Le moins que l’on puisse dire c’est que M. Ajbali manque cruellement de diplomatie, ce qui, à mon sens, pose problème quant à sa fonction. Une polémique émerge, et au lieu de la désamorcer et de rassurer les gens, ce qui aurait été chose aisée au regard de la grossièreté de la chose, il dénigre, diffame, méprise et menace ceux qui veulent comprendre. Il créée lui-même des polémiques à partir de cette polémique. C’est insensé, c’est incompréhensible.
Si M. Ajbali souffre d’une allergie aux critiques et aux questions, la fonction qu’il occupe n’est alors pas la plus indiquée, elle nécessite diplomatie, sens de l’écoute et de la communication.
M. Ajbali méprise les associations de MRE et yabiladi.com, site devenu incontournable pour la diaspora marocaine (autour de moi, tout le monde connaît ce site, en revanche bien peu le CCME), comment fait-il alors pour entendre les préoccupations des MRE ?
Dans son interview, il dit qu’il ne faut pas confondre entre « insulte et analyse », « diffamation et démonstration », il eût été bien inspiré de s’écouter, car en définitive l’insulte et la diffamation semblent criantes chez lui.

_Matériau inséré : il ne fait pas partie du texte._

impl Orchestrator {
    pub fn new(
        session_id: String,
        dialogue: Arc<DialogueConfig>,
        connector: Arc<dyn UpstreamConnect>,
        suggestions: Arc<SuggestionDeriver>,
        client_tx: mpsc::Sender<ClientRoute>,
        session_tx: mpsc::Sender<SessionInput>,
    ) -> Self {
        Self {
            session_id,
            state: SessionState::Idle,
            generation: 0,
            link: None,
            reply_buffer: String::new(),
            dialogue,
            connector,
            suggestions,
            client_tx,
            session_tx,
            client_send_timeout: CLIENT_SEND_TIMEOUT,
            client_stalled: false,
        }
    }

    pub fn with_client_send_timeout(mut self, timeout: Duration) -> Self {
        self.client_send_timeout = timeout;
        self
    }

    pub fn session_id(&self) -> &str {
        &self.session_id
    }

    pub fn state(&self) -> SessionState {
        self.state
    }

    pub fn generation(&self) -> u64 {
        self.generation
    }

    pub fn reply_buffer(&self) -> &str {
        &self.reply_buffer
    }

    /// Apply one input.
    pub async fn handle(&mut self, input: SessionInput) -> Flow {
        if self.state == SessionState::Closed {
            return Flow::Stop;
        }

        let flow = match input {
            SessionInput::Client(command) => self.handle_command(command).await,
            SessionInput::ClientAudio(audio) => {
                self.forward_audio(audio);
                Flow::Continue
            }
            SessionInput::ClientClosed => {
                info!(session_id = %self.session_id, "Client disconnected");
                self.shutdown();
                Flow::Stop
            }
            SessionInput::Upstream { generation, event } => {
                if generation != self.generation || self.link.is_none() {
                    debug!(generation, "Ignoring event from stale upstream link");
                    return Flow::Continue;
                }
                self.handle_upstream(event).await
            }
            SessionInput::Timer { generation, kind } => {
                if generation != self.generation {
                    return Flow::Continue;
                }
                self.handle_timer(kind);
                Flow::Continue
            }
        };

        if self.client_stalled && flow == Flow::Continue {
            warn!(session_id = %self.session_id, "Client stopped reading, closing session");
            self.shutdown();
            return Flow::Stop;
        }
        flow
    }

    /// Close the upstream link and mark the session closed. Idempotent.
    pub fn shutdown(&mut self) {
        self.drop_link();
        self.state = SessionState::Closed;
    }

    // ===== Client commands =====

    async fn handle_command(&mut self, command: ClientCommand) -> Flow {
        debug!(session_id = %self.session_id, command = command.name(), state = %self.state, "Client command");

        match command {
            ClientCommand::Start => self.start(),
            ClientCommand::Audio { data } => match BASE64.decode(data.as_bytes()) {
                Ok(audio) => self.forward_audio(Bytes::from(audio)),
                Err(e) => {
                    let e = RelayError::ClientCommandInvalid(format!("Invalid base64 audio: {e}"));
                    warn!("{}", e);
                }
            },
            ClientCommand::TextQuery { text } => {
                self.submit_if_active(ClientEvent::ChatTextQuery, json!({ "content": text }));
            }
            ClientCommand::SayHello { text } => {
                let content = text.unwrap_or_else(|| self.dialogue.greeting.clone());
                self.submit_if_active(ClientEvent::SayHello, json!({ "content": content }));
            }
            ClientCommand::Stop => self.stop(),
        }

        Flow::Continue
    }

    fn start(&mut self) {
        if self.state != SessionState::Idle {
            warn!(session_id = %self.session_id, state = %self.state, "Ignoring start: session already running");
            return;
        }

        self.generation += 1;
        let generation = self.generation;
        let tx = self.session_tx.clone();
        let on_event: UpstreamEventCallback = Arc::new(move |event| {
            let tx = tx.clone();
            Box::pin(async move {
                let _ = tx.send(SessionInput::Upstream { generation, event }).await;
            })
        });

        info!(session_id = %self.session_id, "Connecting to dialogue service");
        self.link = Some(self.connector.connect(on_event));
        self.state = SessionState::Connecting;
    }

    fn stop(&mut self) {
        match self.state {
            SessionState::Connecting => {
                info!(session_id = %self.session_id, "Stop before connection opened");
                self.return_to_idle();
            }
            SessionState::ConnectionEstablished
            | SessionState::SessionStarting
            | SessionState::SessionActive => {
                info!(session_id = %self.session_id, "Finishing session");
                self.submit(ClientEvent::FinishSession, json!({}));
                self.state = SessionState::SessionEnding;
                self.schedule(TimerKind::FinishConnection, self.dialogue.finish_delay());
            }
            SessionState::Idle | SessionState::SessionEnding | SessionState::Closed => {
                debug!(state = %self.state, "Ignoring stop");
            }
        }
    }

    fn forward_audio(&mut self, audio: Bytes) {
        if self.state != SessionState::SessionActive {
            debug!(state = %self.state, bytes = audio.len(), "Dropping audio outside active session");
            return;
        }
        let frame = Frame::audio_request(&self.session_id, audio);
        self.submit_frame(frame);
    }

    // ===== Timers =====

    fn schedule(&self, kind: TimerKind, delay: Duration) {
        let tx = self.session_tx.clone();
        let generation = self.generation;
        tokio::spawn(async move {
            tokio::time::sleep(delay).await;
            let _ = tx.send(SessionInput::Timer { generation, kind }).await;
        });
    }

    fn handle_timer(&mut self, kind: TimerKind) {
        match kind {
            TimerKind::Greeting => {
                if self.state == SessionState::SessionActive {
                    let greeting = self.dialogue.greeting.clone();
                    self.submit(ClientEvent::SayHello, json!({ "content": greeting }));
                }
            }
            TimerKind::FinishConnection => {
                if self.state == SessionState::SessionEnding {
                    self.submit(ClientEvent::FinishConnection, json!({}));
                    info!(session_id = %self.session_id, "Session finished");
                    self.return_to_idle();
                }
            }
        }
    }

    // ===== Upstream events =====

    async fn handle_upstream(&mut self, event: UpstreamEvent) -> Flow {
        match event {
            UpstreamEvent::Opened => {
                debug!(session_id = %self.session_id, "Upstream link open");
                Flow::Continue
            }
            UpstreamEvent::Frame(data) => match Frame::decode(&data) {
                Ok(frame) => self.handle_frame(frame).await,
                Err(e) => self.terminate(e).await,
            },
            UpstreamEvent::Closed => {
                if self.state == SessionState::SessionEnding {
                    self.return_to_idle();
                    Flow::Continue
                } else {
                    info!(session_id = %self.session_id, state = %self.state, "Dialogue service closed the connection");
                    self.drop_link();
                    self.close_client()
                }
            }
            UpstreamEvent::Failed(reason) => {
                self.terminate(RelayError::UpstreamFailure(reason)).await
            }
        }
    }

    async fn handle_frame(&mut self, frame: Frame) -> Flow {
        if frame.message_type == MessageType::Error {
            let reason = failure_reason(&frame, "Dialogue service reported an error");
            return self.terminate(RelayError::UpstreamFailure(reason)).await;
        }

        let Some(event) = frame.server_event() else {
            debug!(
                event_id = ?frame.event_id,
                name = frame.event_id.map(event_name).unwrap_or("None"),
                "Ignoring frame without a known event"
            );
            return Flow::Continue;
        };
        debug!(session_id = %self.session_id, event = %event, "Dialogue event");

        match event {
            ServerEvent::ConnectionStarted => {
                if self.state == SessionState::Connecting {
                    self.state = SessionState::ConnectionEstablished;
                    let payload = self.dialogue.start_session_payload();
                    self.submit(ClientEvent::StartSession, payload);
                    self.state = SessionState::SessionStarting;
                }
            }
            ServerEvent::ConnectionFailed | ServerEvent::SessionFailed => {
                let reason = failure_reason(&frame, DEFAULT_FAILURE_REASON);
                return self.terminate(RelayError::UpstreamFailure(reason)).await;
            }
            ServerEvent::SessionStarted => {
                if self.state == SessionState::SessionStarting {
                    self.state = SessionState::SessionActive;
                    info!(session_id = %self.session_id, "Session active");
                    self.send(ServerMessage::SessionStarted {
                        session_id: self.session_id.clone(),
                        dialog_id: id_field(&frame.payload, "dialog_id"),
                    })
                    .await;
                    self.schedule(TimerKind::Greeting, self.dialogue.greeting_delay());
                }
            }
            ServerEvent::ConnectionFinished | ServerEvent::SessionFinished => {
                debug!(event = %event, "Upstream acknowledged finish");
            }
            ServerEvent::AsrInfo | ServerEvent::TtsSentenceStart => {
                self.reply_buffer.clear();
                self.send_translated(&frame).await;
            }
            ServerEvent::ChatResponse => {
                self.reply_buffer.push_str(chat_content(&frame.payload));
                self.send_translated(&frame).await;
            }
            ServerEvent::ChatEnded => {
                let full_text = self.suggestions.finalize_reply(&self.reply_buffer).await;
                self.send(ServerMessage::AiResponseEnded { full_text }).await;
            }
            ServerEvent::AsrResponse
            | ServerEvent::AsrEnded
            | ServerEvent::TtsSentenceEnd
            | ServerEvent::TtsResponse
            | ServerEvent::TtsEnded => {
                self.send_translated(&frame).await;
            }
        }

        Flow::Continue
    }

    // ===== Helpers =====

    /// End the session after a fatal error. Only upstream failures are shown
    /// to the client.
    async fn terminate(&mut self, err: RelayError) -> Flow {
        if err.is_client_visible() {
            error!(session_id = %self.session_id, "{}", err);
            self.send(ServerMessage::Error {
                message: err.reason().to_string(),
            })
            .await;
        } else {
            warn!(session_id = %self.session_id, "Closing session: {}", err);
        }
        self.drop_link();
        self.close_client()
    }

    /// Mark the session closed and ask the writer to close the socket. The
    /// close is never awaited; a writer that cannot take it is aborted by the
    /// socket teardown.
    fn close_client(&mut self) -> Flow {
        self.state = SessionState::Closed;
        if self.client_tx.try_send(ClientRoute::Close).is_err() {
            debug!(session_id = %self.session_id, "Client writer backed up, close left to teardown");
        }
        Flow::Stop
    }

    fn return_to_idle(&mut self) {
        self.drop_link();
        self.reply_buffer.clear();
        self.state = SessionState::Idle;
    }

    fn drop_link(&mut self) {
        if let Some(link) = self.link.take() {
            link.close();
            self.generation += 1;
        }
    }

    fn submit_if_active(&mut self, event: ClientEvent, payload: Value) {
        if self.state != SessionState::SessionActive {
            debug!(event = %event, state = %self.state, "Dropping command outside active session");
            return;
        }
        self.submit(event, payload);
    }

    fn submit(&mut self, event: ClientEvent, payload: Value) {
        let frame = Frame::client_event(event, Some(&self.session_id), payload);
        self.submit_frame(frame);
    }

    fn submit_frame(&mut self, frame: Frame) {
        let Some(link) = &self.link else {
            return;
        };
        if let Err(e) = link.submit(frame.encode()) {
            warn!(session_id = %self.session_id, "Failed to submit frame: {}", e);
        }
    }

    async fn send_translated(&mut self, frame: &Frame) {
        if let Some(message) = translate(frame) {
            self.send(message).await;
        }
    }

    async fn send(&mut self, message: ServerMessage) {
        if self.client_stalled {
            return;
        }
        let route = ClientRoute::Outgoing(message);
        match tokio::time::timeout(self.client_send_timeout, self.client_tx.send(route)).await {
            Ok(Ok(())) => {}
            Ok(Err(_)) => {
                debug!(session_id = %self.session_id, "Client writer gone");
            }
            Err(_) => {
                self.client_stalled = true;
            }
        }
    }
}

Maintenant je connais un peu mieux le CCME et M. Ajbali. Le courrier de ce dernier aura eu au moins ce mérite.
Comment va la journaliste de yabi ?
Citation
118218 a écrit:
d'identifier les élites Marocaines et les intégrer au CCME ou s'assurer qu'ils n'iront pas un jour se retourner contre le pays en demandant des droits.

Je pense que la raison la plus plausible à l'existence de ce conseil, et rien d'autre.